▶ _WHAT YOU NEED TO DO_
In full and without alteration, reproduce every record.

▶ _Records excerpted from a collection_
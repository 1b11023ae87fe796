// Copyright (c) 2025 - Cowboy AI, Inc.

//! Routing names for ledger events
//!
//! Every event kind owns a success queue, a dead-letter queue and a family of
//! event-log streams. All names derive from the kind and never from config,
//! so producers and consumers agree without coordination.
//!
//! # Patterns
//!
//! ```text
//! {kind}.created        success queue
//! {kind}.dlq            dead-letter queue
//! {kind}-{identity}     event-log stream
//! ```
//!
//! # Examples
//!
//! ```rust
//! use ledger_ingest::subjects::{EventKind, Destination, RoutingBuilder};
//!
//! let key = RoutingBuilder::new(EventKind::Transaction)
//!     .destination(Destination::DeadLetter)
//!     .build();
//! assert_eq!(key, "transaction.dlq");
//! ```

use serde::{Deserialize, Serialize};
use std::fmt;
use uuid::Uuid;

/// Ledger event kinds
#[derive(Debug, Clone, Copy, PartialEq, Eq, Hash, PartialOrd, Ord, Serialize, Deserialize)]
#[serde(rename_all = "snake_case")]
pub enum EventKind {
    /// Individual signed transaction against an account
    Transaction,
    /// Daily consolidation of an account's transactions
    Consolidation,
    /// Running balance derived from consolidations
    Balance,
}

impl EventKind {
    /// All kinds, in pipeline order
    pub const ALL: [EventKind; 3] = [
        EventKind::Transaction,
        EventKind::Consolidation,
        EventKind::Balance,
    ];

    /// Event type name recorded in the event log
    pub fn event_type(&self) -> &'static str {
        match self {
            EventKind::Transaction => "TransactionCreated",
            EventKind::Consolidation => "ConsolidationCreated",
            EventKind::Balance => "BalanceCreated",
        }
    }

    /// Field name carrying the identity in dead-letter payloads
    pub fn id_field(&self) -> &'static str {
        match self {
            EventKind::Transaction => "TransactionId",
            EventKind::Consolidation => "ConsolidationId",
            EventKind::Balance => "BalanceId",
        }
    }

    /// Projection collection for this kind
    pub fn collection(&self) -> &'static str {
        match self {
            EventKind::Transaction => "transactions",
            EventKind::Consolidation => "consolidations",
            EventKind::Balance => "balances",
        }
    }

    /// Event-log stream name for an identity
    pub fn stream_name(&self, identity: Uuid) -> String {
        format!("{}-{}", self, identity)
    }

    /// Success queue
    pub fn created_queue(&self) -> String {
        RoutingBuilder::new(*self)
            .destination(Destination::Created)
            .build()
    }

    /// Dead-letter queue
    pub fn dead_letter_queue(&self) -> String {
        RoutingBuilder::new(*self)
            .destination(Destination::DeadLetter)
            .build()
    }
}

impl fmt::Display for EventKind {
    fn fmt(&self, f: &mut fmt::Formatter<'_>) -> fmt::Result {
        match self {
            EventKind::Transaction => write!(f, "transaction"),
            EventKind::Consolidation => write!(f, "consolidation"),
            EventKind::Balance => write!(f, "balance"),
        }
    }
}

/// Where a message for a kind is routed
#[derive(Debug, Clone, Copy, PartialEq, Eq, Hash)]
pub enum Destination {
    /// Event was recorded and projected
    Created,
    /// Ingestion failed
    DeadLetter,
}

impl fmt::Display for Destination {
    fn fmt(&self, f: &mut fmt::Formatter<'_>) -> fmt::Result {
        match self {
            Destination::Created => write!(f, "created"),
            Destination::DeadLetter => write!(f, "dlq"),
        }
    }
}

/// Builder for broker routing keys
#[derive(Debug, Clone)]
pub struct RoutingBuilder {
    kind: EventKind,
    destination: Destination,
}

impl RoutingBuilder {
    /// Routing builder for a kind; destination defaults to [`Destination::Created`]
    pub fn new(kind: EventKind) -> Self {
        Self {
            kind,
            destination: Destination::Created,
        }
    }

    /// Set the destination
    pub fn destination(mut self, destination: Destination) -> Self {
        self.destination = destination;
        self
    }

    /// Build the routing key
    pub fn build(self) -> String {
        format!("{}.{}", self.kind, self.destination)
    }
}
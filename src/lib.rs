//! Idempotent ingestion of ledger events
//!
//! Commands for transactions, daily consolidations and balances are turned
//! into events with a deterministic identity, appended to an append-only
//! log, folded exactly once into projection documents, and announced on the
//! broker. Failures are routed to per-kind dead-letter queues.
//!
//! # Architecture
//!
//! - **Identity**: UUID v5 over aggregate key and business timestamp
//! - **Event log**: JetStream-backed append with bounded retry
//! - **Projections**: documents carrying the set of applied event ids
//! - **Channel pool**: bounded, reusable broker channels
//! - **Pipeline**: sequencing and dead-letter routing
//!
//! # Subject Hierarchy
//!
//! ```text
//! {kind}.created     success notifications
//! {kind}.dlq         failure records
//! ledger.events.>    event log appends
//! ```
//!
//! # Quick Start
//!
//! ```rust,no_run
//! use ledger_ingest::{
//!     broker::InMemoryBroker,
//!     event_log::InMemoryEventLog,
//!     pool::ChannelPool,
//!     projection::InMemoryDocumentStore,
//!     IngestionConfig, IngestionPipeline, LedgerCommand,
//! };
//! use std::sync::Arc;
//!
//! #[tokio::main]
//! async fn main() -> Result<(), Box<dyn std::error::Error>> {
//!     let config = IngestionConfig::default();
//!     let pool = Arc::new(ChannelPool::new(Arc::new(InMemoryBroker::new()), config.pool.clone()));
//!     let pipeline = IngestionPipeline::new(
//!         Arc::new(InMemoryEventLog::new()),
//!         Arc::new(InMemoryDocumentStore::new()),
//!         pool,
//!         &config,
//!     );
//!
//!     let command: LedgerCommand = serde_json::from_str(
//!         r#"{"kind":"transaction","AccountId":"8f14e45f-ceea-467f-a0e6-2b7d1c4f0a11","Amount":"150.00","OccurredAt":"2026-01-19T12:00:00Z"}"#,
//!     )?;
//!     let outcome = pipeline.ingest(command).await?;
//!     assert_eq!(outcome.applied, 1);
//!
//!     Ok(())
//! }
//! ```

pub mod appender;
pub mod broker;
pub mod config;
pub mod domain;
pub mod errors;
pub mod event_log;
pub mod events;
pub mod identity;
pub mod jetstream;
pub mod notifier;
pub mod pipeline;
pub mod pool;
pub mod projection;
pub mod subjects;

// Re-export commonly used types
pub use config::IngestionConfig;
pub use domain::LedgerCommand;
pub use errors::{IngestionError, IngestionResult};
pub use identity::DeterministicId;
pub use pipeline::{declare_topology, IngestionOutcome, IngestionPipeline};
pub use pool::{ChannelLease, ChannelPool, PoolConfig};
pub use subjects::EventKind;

▶ _EXERCISE OUTPUT_
repository 1b11023ae87fe796
// Copyright (c) 2025 - Cowboy AI, Inc.

//! Routing names for ledger events
//!
//! Every event kind owns a success queue, a dead-letter queue and a family of
//! event-log streams. All names derive from the kind and never from config,
//! so producers and consumers agree without coordination.
//!
//! # Patterns
//!
//! ```text
//! {kind}.created        success queue
//! {kind}.dlq            dead-letter queue
//! {kind}-{identity}     event-log stream
//! ```
//!
//! # Examples
//!
//! ```rust
//! use ledger_ingest::subjects::{EventKind, Destination, RoutingBuilder};
//!
//! let key = RoutingBuilder::new(EventKind::Transaction)
//!     .destination(Destination::DeadLetter)
//!     .build();
//! assert_eq!(key, "transaction.dlq");
//! ```

use serde::{Deserialize, Serialize};
use std::fmt;
use uuid::Uuid;

/// Ledger event kinds
#[derive(Debug, Clone, Copy, PartialEq, Eq, Hash, PartialOrd, Ord, Serialize, Deserialize)]
#[serde(rename_all = "snake_case")]
pub enum EventKind {
    /// Individual signed transaction against an account
    Transaction,
    /// Daily consolidation of an account's transactions
    Consolidation,
    /// Running balance derived from consolidations
    Balance,
}

impl EventKind {
    /// All kinds, in pipeline order
    pub const ALL: [EventKind; 3] = [
        EventKind::Transaction,
        EventKind::Consolidation,
        EventKind::Balance,
    ];

    /// Event type name recorded in the event log
    pub fn event_type(&self) -> &'static str {
        match self {
            EventKind::Transaction => "TransactionCreated",
            EventKind::Consolidation => "ConsolidationCreated",
            EventKind::Balance => "BalanceCreated",
        }
    }

    /// Field name carrying the identity in dead-letter payloads
    pub fn id_field(&self) -> &'static str {
        match self {
            EventKind::Transaction => "TransactionId",
            EventKind::Consolidation => "ConsolidationId",
            EventKind::Balance => "BalanceId",
        }
    }

    /// Projection collection for this kind
    pub fn collection(&self) -> &'static str {
        match self {
            EventKind::Transaction => "transactions",
            EventKind::Consolidation => "consolidations",
            EventKind::Balance => "balances",
        }
    }

    /// Event-log stream name for an identity
    pub fn stream_name(&self, identity: Uuid) -> String {
        format!("{}-{}", self, identity)
    }

    /// Success queue
    pub fn created_queue(&self) -> String {
        RoutingBuilder::new(*self)
            .destination(Destination::Created)
            .build()
    }

    /// Dead-letter queue
    pub fn dead_letter_queue(&self) -> String {
        RoutingBuilder::new(*self)
            .destination(Destination::DeadLetter)
            .build()
    }
}

impl fmt::Display for EventKind {
    fn fmt(&self, f: &mut fmt::Formatter<'_>) -> fmt::Result {
        match self {
            EventKind::Transaction => write!(f, "transaction"),
            EventKind::Consolidation => write!(f, "consolidation"),
            EventKind::Balance => write!(f, "balance"),
        }
    }
}

/// Where a message for a kind is routed
#[derive(Debug, Clone, Copy, PartialEq, Eq, Hash)]
pub enum Destination {
    /// Event was recorded and projected
    Created,
    /// Ingestion failed
    DeadLetter,
}

impl fmt::Display for Destination {
    fn fmt(&self, f: &mut fmt::Formatter<'_>) -> fmt::Result {
        match self {
            Destination::Created => write!(f, "created"),
            Destination::DeadLetter => write!(f, "dlq"),
        }
    }
}

/// Builder for broker routing keys
#[derive(Debug, Clone)]
pub struct RoutingBuilder {
    kind: EventKind,
    destination: Destination,
}

impl RoutingBuilder {
    /// Routing builder for a kind; destination defaults to [`Destination::Created`]
    pub fn new(kind: EventKind) -> Self {
        Self {
            kind,
            destination: Destination::Created,
        }
    }

    /// Set the destination
    pub fn destination(mut self, destination: Destination) -> Self {
        self.destination = destination;
        self
    }

    /// Build the routing key
    pub fn build(self) -> String {
        format!("{}.{}", self.kind, self.destination)
    }
}
filename src/lib.rs
//! Idempotent ingestion of ledger events
//!
//! Commands for transactions, daily consolidations and balances are turned
//! into events with a deterministic identity, appended to an append-only
//! log, folded exactly once into projection documents, and announced on the
//! broker. Failures are routed to per-kind dead-letter queues.
//!
//! # Architecture
//!
//! - **Identity**: UUID v5 over aggregate key and business timestamp
//! - **Event log**: JetStream-backed append with bounded retry
//! - **Projections**: documents carrying the set of applied event ids
//! - **Channel pool**: bounded, reusable broker channels
//! - **Pipeline**: sequencing and dead-letter routing
//!
//! # Subject Hierarchy
//!
//! ```text
//! {kind}.created     success notifications
//! {kind}.dlq         failure records
//! ledger.events.>    event log appends
//! ```
//!
//! # Quick Start
//!
//! ```rust,no_run
//! use ledger_ingest::{
//!     broker::InMemoryBroker,
//!     event_log::InMemoryEventLog,
//!     pool::ChannelPool,
//!     projection::InMemoryDocumentStore,
//!     IngestionConfig, IngestionPipeline, LedgerCommand,
//! };
//! use std::sync::Arc;
//!
//! #[tokio::main]
//! async fn main() -> Result<(), Box<dyn std::error::Error>> {
//!     let config = IngestionConfig::default();
//!     let pool = Arc::new(ChannelPool::new(Arc::new(InMemoryBroker::new()), config.pool.clone()));
//!     let pipeline = IngestionPipeline::new(
//!         Arc::new(InMemoryEventLog::new()),
//!         Arc::new(InMemoryDocumentStore::new()),
//!         pool,
//!         &config,
//!     );
//!
//!     let command: LedgerCommand = serde_json::from_str(
//!         r#"{"kind":"transaction","AccountId":"8f14e45f-ceea-467f-a0e6-2b7d1c4f0a11","Amount":"150.00","OccurredAt":"2026-01-19T12:00:00Z"}"#,
//!     )?;
//!     let outcome = pipeline.ingest(command).await?;
//!     assert_eq!(outcome.applied, 1);
//!
//!     Ok(())
//! }
//! ```

pub mod appender;
pub mod broker;
pub mod config;
pub mod domain;
pub mod errors;
pub mod event_log;
pub mod events;
pub mod identity;
pub mod jetstream;
pub mod notifier;
pub mod pipeline;
pub mod pool;
pub mod projection;
pub mod subjects;

// Re-export commonly used types
pub use config::IngestionConfig;
pub use domain::LedgerCommand;
pub use errors::{IngestionError, IngestionResult};
pub use identity::DeterministicId;
pub use pipeline::{declare_topology, IngestionOutcome, IngestionPipeline};
pub use pool::{ChannelLease, ChannelPool, PoolConfig};
pub use subjects::EventKind;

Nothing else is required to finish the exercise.